## [Problem statement]
Exactly the lines starting at the line containing "agent serving requests." and ending at the line containing "Self::start_on(agent, bind_addr).await" are to be written out from the listing below, both included.

*** Block opens ***

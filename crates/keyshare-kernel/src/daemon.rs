//! AgentDaemon: the running agent, its UDP endpoint and maintenance loop.

use crate::agent::KeyShareAgent;
use crate::error::KernelResult;
use crate::maintenance::spawn_maintenance;
use keyshare_wire::{AgentEndpoint, PduHandler};
use std::net::SocketAddr;
use std::sync::Arc;
use tokio::sync::watch;
use tokio::task::JoinHandle;
use tracing::{info, warn};

/// A booted agent serving requests.
///
/// Both background tasks share one shutdown signal; [`AgentDaemon::shutdown`]
/// raises it, waits for them and writes the snapshot.
pub struct AgentDaemon {
    agent: Arc<KeyShareAgent>,
    endpoint: Arc<AgentEndpoint>,
    shutdown_tx: watch::Sender<bool>,
    tasks: Vec<JoinHandle<()>>,
}

impl AgentDaemon {
    /// Bind the configured address and start serving.
    pub async fn start(agent: KeyShareAgent) -> KernelResult<Self> {
        let bind_addr = agent.config().network.bind_addr;
        Self::start_on(agent, bind_addr).await
    }

    /// Like [`AgentDaemon::start`], on an explicit address.
    pub async fn start_on(agent: KeyShareAgent, bind_addr: SocketAddr) -> KernelResult<Self> {
        let agent = Arc::new(agent);
        let (shutdown_tx, shutdown_rx) = watch::channel(false);

        let handler: Arc<dyn PduHandler> = agent.clone();
        let (endpoint, endpoint_task) =
            AgentEndpoint::start(bind_addr, handler, shutdown_rx.clone()).await?;
        let maintenance_task = spawn_maintenance(agent.clone(), shutdown_rx);

        info!(addr = %endpoint.local_addr(), "KeyShare agent started");
        Ok(Self {
            agent,
            endpoint,
            shutdown_tx,
            tasks: vec![endpoint_task, maintenance_task],
        })
    }

    /// Address the endpoint is bound to.
    pub fn local_addr(&self) -> SocketAddr {
        self.endpoint.local_addr()
    }

    pub fn agent(&self) -> &Arc<KeyShareAgent> {
        &self.agent
    }

    /// Stop both loops and persist the MIB.
    pub async fn shutdown(self) -> KernelResult<()> {
        info!("Shutting down KeyShare agent");
        let _ = self.shutdown_tx.send(true);
        for task in self.tasks {
            if let Err(e) = task.await {
                warn!(error = %e, "Background task ended abnormally");
            }
        }
        if let Some(path) = self.agent.persist()? {
            info!(path = %path.display(), "MIB snapshot written");
        }
        info!(
            uptime_secs = self.agent.uptime().as_secs(),
            "KeyShare agent stopped"
        );
        Ok(())
    }
}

*** Block closes ***

## [Output of the exercise]
/// A booted agent serving requests.
///
/// Both background tasks share one shutdown signal; [`AgentDaemon::shutdown`]
/// raises it, waits for them and writes the snapshot.
pub struct AgentDaemon {
    agent: Arc<KeyShareAgent>,
    endpoint: Arc<AgentEndpoint>,
    shutdown_tx: watch::Sender<bool>,
    tasks: Vec<JoinHandle<()>>,
}

impl AgentDaemon {
    /// Bind the configured address and start serving.
    pub async fn start(agent: KeyShareAgent) -> KernelResult<Self> {
        let bind_addr = agent.config().network.bind_addr;
        Self::start_on(agent, bind_addr).await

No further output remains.